And hey, my stubborn refusal to give up my full set of rubber buttons had its advantages. QWERTY phones are tiny little beasts; unlike glass smartphones that shatter when you squish your fat face into them too quickly, QWERTY phones can withstand being dropped, kicked, stepped on and thrown. If you smash them down on the sidewalk, you have a greater chance of impacting the local seismic activity than you do of breaking your phone. 

So it wasn't the death of my phone-shaped brick that prompted my first foray into smartphone ownership. That thing will outlast my puny mortal heart. No, it was my iPod that started to go. I maintain an emotional and spiritual connection to my music player; I listen to music for several hours a day, because it gives me a wonderful excuse to ignore other people, and it helps to drown out all the excess noise in my head. But after four years of faithful service, my iPod was in rough shape. The power button was stuck down. The volume buttons worked sporadically. The top half of my screen had dissolved into flickering white lines, and the bottom half had to be kept at minimum brightness if I wanted more than an hour of battery life. By the time I decided to part with it, was little more than a Franken-Pod held together by tape, tears and a rubber case. When the time finally came to replace it, I did hours of careful research and eventually settled on the only phone that fits comfortably in my tiny child-hands: a gold iPhone 5S.

I have achieved White Girl nirvana.

Up until my new phone was in my hands, I was still dubious of smartphones.
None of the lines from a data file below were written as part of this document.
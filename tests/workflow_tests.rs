//! End-to-end runs of the workflow
//!
//! Every test drives a real local sandbox in a temp directory with a scripted
//! model backend, so no external service is needed.

mod common;

use common::{terminal, test_config, workflow, write_files, ScriptedBackend};

use forgeloop::durable::{FileJournal, MemoryJournal, RetryPolicy, StepRunner};
use forgeloop::network::NetworkError;
use forgeloop::ollama::ChatMessage;
use forgeloop::store::{MessageKind, MessageRole};
use forgeloop::workflow::{FRAGMENT_TITLE, GENERIC_ERROR_MESSAGE};
use forgeloop::{RunError, RunEvent};

const SUMMARY: &str = "<task_summary>Created hello-world page</task_summary>";

#[tokio::test]
async fn test_hello_world_run_persists_result() {
    let dir = tempfile::tempdir().unwrap();
    let backend = ScriptedBackend::new(
        vec![write_files(&[("index.html", "<h1>Hello</h1>")])],
        ChatMessage::assistant(SUMMARY),
    );
    let workflow = workflow(dir.path(), backend.clone(), test_config(dir.path()));

    let output = workflow
        .run(RunEvent::new("create a hello-world page", "proj-1"), Some("run-hello".to_string()))
        .await
        .unwrap();

    assert!(!output.is_error);
    assert!(!output.halted_by_limit);
    assert_eq!(output.summary.as_deref(), Some(SUMMARY));
    assert_eq!(output.files.len(), 1);
    assert_eq!(output.files["index.html"], "<h1>Hello</h1>");
    assert_eq!(output.sandbox_url, "https://localhost:3000");
    assert_eq!(output.title, FRAGMENT_TITLE);
    assert_eq!(backend.calls(), 2);

    let saved = workflow.store().load("proj-1", "run-hello").unwrap();
    assert_eq!(saved.role, MessageRole::Assistant);
    assert_eq!(saved.kind, MessageKind::Result);
    assert_eq!(saved.content, SUMMARY);
    let fragment = saved.fragment.unwrap();
    assert_eq!(fragment.title, "Fragment");
    assert_eq!(fragment.sandbox_url, "https://localhost:3000");
    assert_eq!(fragment.files, output.files);
}

#[tokio::test]
async fn test_no_sentinel_for_fifteen_iterations_is_error() {
    let dir = tempfile::tempdir().unwrap();
    let backend = ScriptedBackend::new(
        vec![write_files(&[("index.html", "<h1>Hello</h1>")])],
        ChatMessage::assistant("Still working on it."),
    );
    let workflow = workflow(dir.path(), backend.clone(), test_config(dir.path()));

    let output = workflow
        .run(RunEvent::new("build something", "proj-2"), Some("run-limit".to_string()))
        .await
        .unwrap();

    assert!(output.is_error);
    assert!(output.halted_by_limit);
    assert!(output.summary.is_none());
    // Files were produced, the run still failed
    assert_eq!(output.files.len(), 1);
    // One tool round-trip in the first iteration, one call in each of the other 14
    assert_eq!(backend.calls(), 16);

    let saved = workflow.store().load("proj-2", "run-limit").unwrap();
    assert_eq!(saved.kind, MessageKind::Error);
    assert_eq!(saved.content, GENERIC_ERROR_MESSAGE);
    assert!(saved.fragment.is_none());
}

#[tokio::test]
async fn test_router_halt_without_files_is_error() {
    let dir = tempfile::tempdir().unwrap();
    let backend = ScriptedBackend::new(vec![], ChatMessage::assistant(SUMMARY));
    let workflow = workflow(dir.path(), backend.clone(), test_config(dir.path()));

    let output = workflow
        .run(RunEvent::new("do nothing", "proj-3"), Some("run-empty".to_string()))
        .await
        .unwrap();

    assert!(!output.halted_by_limit);
    assert_eq!(output.summary.as_deref(), Some(SUMMARY));
    assert!(output.files.is_empty());
    assert!(output.is_error);
    assert_eq!(backend.calls(), 1);

    let saved = workflow.store().load("proj-3", "run-empty").unwrap();
    assert_eq!(saved.kind, MessageKind::Error);
    assert_eq!(saved.content, GENERIC_ERROR_MESSAGE);
}

#[tokio::test]
async fn test_failed_write_batch_leaves_files_and_conversation_continues() {
    let dir = tempfile::tempdir().unwrap();
    let backend = ScriptedBackend::new(
        vec![
            write_files(&[("ok.txt", "written first"), ("../escape.txt", "nope")]),
            write_files(&[("index.html", "<h1>Hello</h1>")]),
        ],
        ChatMessage::assistant(SUMMARY),
    );
    let workflow = workflow(dir.path(), backend.clone(), test_config(dir.path()));

    let output = workflow
        .run(RunEvent::new("write files", "proj-4"), Some("run-partial".to_string()))
        .await
        .unwrap();

    assert!(!output.is_error);
    assert_eq!(output.files.keys().collect::<Vec<_>>(), vec!["index.html"]);

    // The second model call saw the failure as a tool result
    let requests = backend.requests();
    let tool_result = requests[1].messages.last().unwrap();
    assert_eq!(tool_result.role, "tool");
    assert!(tool_result.content.starts_with("Error:"));
}

#[tokio::test]
async fn test_terminal_output_reaches_the_model() {
    let dir = tempfile::tempdir().unwrap();
    let backend = ScriptedBackend::new(
        vec![
            terminal("echo from-sandbox"),
            terminal("exit 3"),
            write_files(&[("index.html", "<h1>Hello</h1>")]),
        ],
        ChatMessage::assistant(SUMMARY),
    );
    let workflow = workflow(dir.path(), backend.clone(), test_config(dir.path()));

    workflow
        .run(RunEvent::new("run commands", "proj-5"), None)
        .await
        .unwrap();

    let requests = backend.requests();
    assert_eq!(requests[1].messages.last().unwrap().content, "from-sandbox\n");
    assert!(requests[2]
        .messages
        .last()
        .unwrap()
        .content
        .starts_with("Command failed:"));
}

#[tokio::test]
async fn test_text_encoded_tool_calls_are_executed() {
    let dir = tempfile::tempdir().unwrap();
    let backend = ScriptedBackend::new(
        vec![ChatMessage::assistant(
            r#"Writing the page now.
{"name": "createOrUpdateFiles", "arguments": {"files": [{"path": "index.html", "content": "<h1>Hi</h1>"}]}}"#,
        )],
        ChatMessage::assistant(SUMMARY),
    );
    let workflow = workflow(dir.path(), backend.clone(), test_config(dir.path()));

    let output = workflow
        .run(RunEvent::new("write a page", "proj-6"), None)
        .await
        .unwrap();

    assert!(!output.is_error);
    assert_eq!(output.files["index.html"], "<h1>Hi</h1>");
}

#[tokio::test]
async fn test_custom_iteration_cap() {
    let dir = tempfile::tempdir().unwrap();
    let backend = ScriptedBackend::new(vec![], ChatMessage::assistant("thinking"));
    let mut config = test_config(dir.path());
    config.max_iterations = 3;
    let workflow = workflow(dir.path(), backend.clone(), config);

    let output = workflow
        .run(RunEvent::new("loop", "proj-7"), None)
        .await
        .unwrap();

    assert!(output.halted_by_limit);
    assert_eq!(backend.calls(), 3);
}

#[tokio::test]
async fn test_model_failure_exhausts_retries() {
    let dir = tempfile::tempdir().unwrap();
    let backend = ScriptedBackend::failing("model unavailable");
    let workflow = workflow(dir.path(), backend.clone(), test_config(dir.path()));

    let err = workflow
        .run(RunEvent::new("anything", "proj-8"), Some("run-down".to_string()))
        .await
        .unwrap_err();

    assert!(matches!(err, RunError::Network(NetworkError::Agent(_))));
    assert!(err.to_string().contains("model unavailable"));
    // Default policy: three attempts
    assert_eq!(backend.calls(), 3);
    assert!(workflow.store().list("proj-8").unwrap().is_empty());
}

#[tokio::test]
async fn test_replay_executes_no_completed_step() {
    let dir = tempfile::tempdir().unwrap();
    let journal_dir = dir.path().join("journal");
    let event = RunEvent::new("create a hello-world page", "proj-9");

    let first_backend = ScriptedBackend::new(
        vec![
            terminal("echo hi"),
            write_files(&[("index.html", "<h1>Hello</h1>")]),
        ],
        ChatMessage::assistant(SUMMARY),
    );
    let first = workflow(dir.path(), first_backend.clone(), test_config(dir.path()));
    let mut steps = StepRunner::new(
        "run-replay",
        Box::new(FileJournal::open(&journal_dir, "run-replay").unwrap()),
        RetryPolicy::default(),
    );
    let original = first.execute(event.clone(), &mut steps).await.unwrap();
    let executed = steps.executed();
    assert!(executed >= 7);

    // Remove the saved message: a replayed save-result must not write it again
    let message = dir.path().join("messages").join("proj-9").join("run-replay.json");
    std::fs::remove_file(&message).unwrap();

    let replay_backend = ScriptedBackend::new(vec![], ChatMessage::assistant("never called"));
    let second = workflow(dir.path(), replay_backend.clone(), test_config(dir.path()));
    let mut steps = StepRunner::new(
        "run-replay",
        Box::new(FileJournal::open(&journal_dir, "run-replay").unwrap()),
        RetryPolicy::default(),
    );
    let replayed = second.execute(event, &mut steps).await.unwrap();

    assert_eq!(replayed, original);
    assert_eq!(steps.executed(), 0);
    assert_eq!(steps.replayed(), executed);
    assert_eq!(replay_backend.calls(), 0);
    assert!(!message.exists());
}

#[tokio::test]
async fn test_memory_journal_run_ids_are_independent() {
    let dir = tempfile::tempdir().unwrap();
    let backend = ScriptedBackend::new(
        vec![
            write_files(&[("a.txt", "a")]),
            ChatMessage::assistant(SUMMARY),
            write_files(&[("b.txt", "b")]),
        ],
        ChatMessage::assistant(SUMMARY),
    );
    let workflow = workflow(dir.path(), backend.clone(), test_config(dir.path()));

    let mut steps = StepRunner::new("run-a", Box::new(MemoryJournal::new()), RetryPolicy::default());
    let a = workflow
        .execute(RunEvent::new("first", "proj-10"), &mut steps)
        .await
        .unwrap();
    let mut steps = StepRunner::new("run-b", Box::new(MemoryJournal::new()), RetryPolicy::default());
    let b = workflow
        .execute(RunEvent::new("second", "proj-10"), &mut steps)
        .await
        .unwrap();

    assert_eq!(a.files.keys().collect::<Vec<_>>(), vec!["a.txt"]);
    assert_eq!(b.files.keys().collect::<Vec<_>>(), vec!["b.txt"]);
    assert_eq!(workflow.store().list("proj-10").unwrap().len(), 2);
}

#[tokio::test]
async fn test_invalid_run_id_is_rejected() {
    let dir = tempfile::tempdir().unwrap();
    let backend = ScriptedBackend::new(vec![], ChatMessage::assistant(SUMMARY));
    let workflow = workflow(dir.path(), backend.clone(), test_config(dir.path()));

    let err = workflow
        .run(RunEvent::new("x", "proj"), Some("../outside".to_string()))
        .await
        .unwrap_err();

    assert!(matches!(err, RunError::InvalidRunId(_)));
    assert_eq!(backend.calls(), 0);
}

#[tokio::test]
async fn test_invalid_project_id_is_rejected_before_any_step() {
    let dir = tempfile::tempdir().unwrap();
    let backend = ScriptedBackend::new(
        vec![write_files(&[("index.html", "<h1>Hello</h1>")])],
        ChatMessage::assistant(SUMMARY),
    );
    let workflow = workflow(dir.path(), backend.clone(), test_config(dir.path()));

    let err = workflow
        .run(RunEvent::new("x", "a/b"), Some("run-bad-project".to_string()))
        .await
        .unwrap_err();
    assert!(matches!(err, RunError::InvalidProjectId(ref id) if id == "a/b"));

    // Resume entry point with a caller-built runner
    let mut steps = StepRunner::new("run-bad-project", Box::new(MemoryJournal::new()), RetryPolicy::default());
    let err = workflow
        .execute(RunEvent::new("x", ".."), &mut steps)
        .await
        .unwrap_err();
    assert!(matches!(err, RunError::InvalidProjectId(_)));

    assert_eq!(steps.executed(), 0);
    assert_eq!(backend.calls(), 0);
    assert!(workflow.store().list("a").unwrap().is_empty());
}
They're essentially expensive toys that the unwashed zombie masses of society rely on to prevent themselves from getting bored on the toilet.

Never have I been so wrong.

Smartphones are magical toys made of microchips, glass, and the whispered hopes and dreams of every child who grew up watching Star Trek. I can check my email, listen to music, watch a YouTube video, take in a TED talk, check my grades, get directions and play a myriad of increasingly frustrating 99 cent 8-bit games all at the same time. I can photograph absolutely everything I encounter in my daily life in stunning 8MP resolution - my expensive point-and-shoot and the family DSLR camera be damned - and when I get a burning desire to find out the capital of Luxembourg while I'm on the go (it's Luxembourg City - duh), I can look it up without having to live with the pain of not knowing until I can get home to my wifi.

And best of all, I'll never be bored on the toilet again.

5. Do what you want. 

When I graduated from high school, I decided I wanted to go into computer science. It's a highly employable field, the pay is great, and the working conditions are comfortable. There are lots of different paths that a person can explore in the computer science field - I was personally interested in Artificial Intelligence - and once you give up your childhood dream of working for a large video game company, every one of those paths is almost equally rewarding. There were some fields of computing science out there that would accommodate my 'stay up until 4am whether you have to or not' sleep schedule, and best of all, since I'm a woman, any company would snap me up like an Affirmative Action unicorn.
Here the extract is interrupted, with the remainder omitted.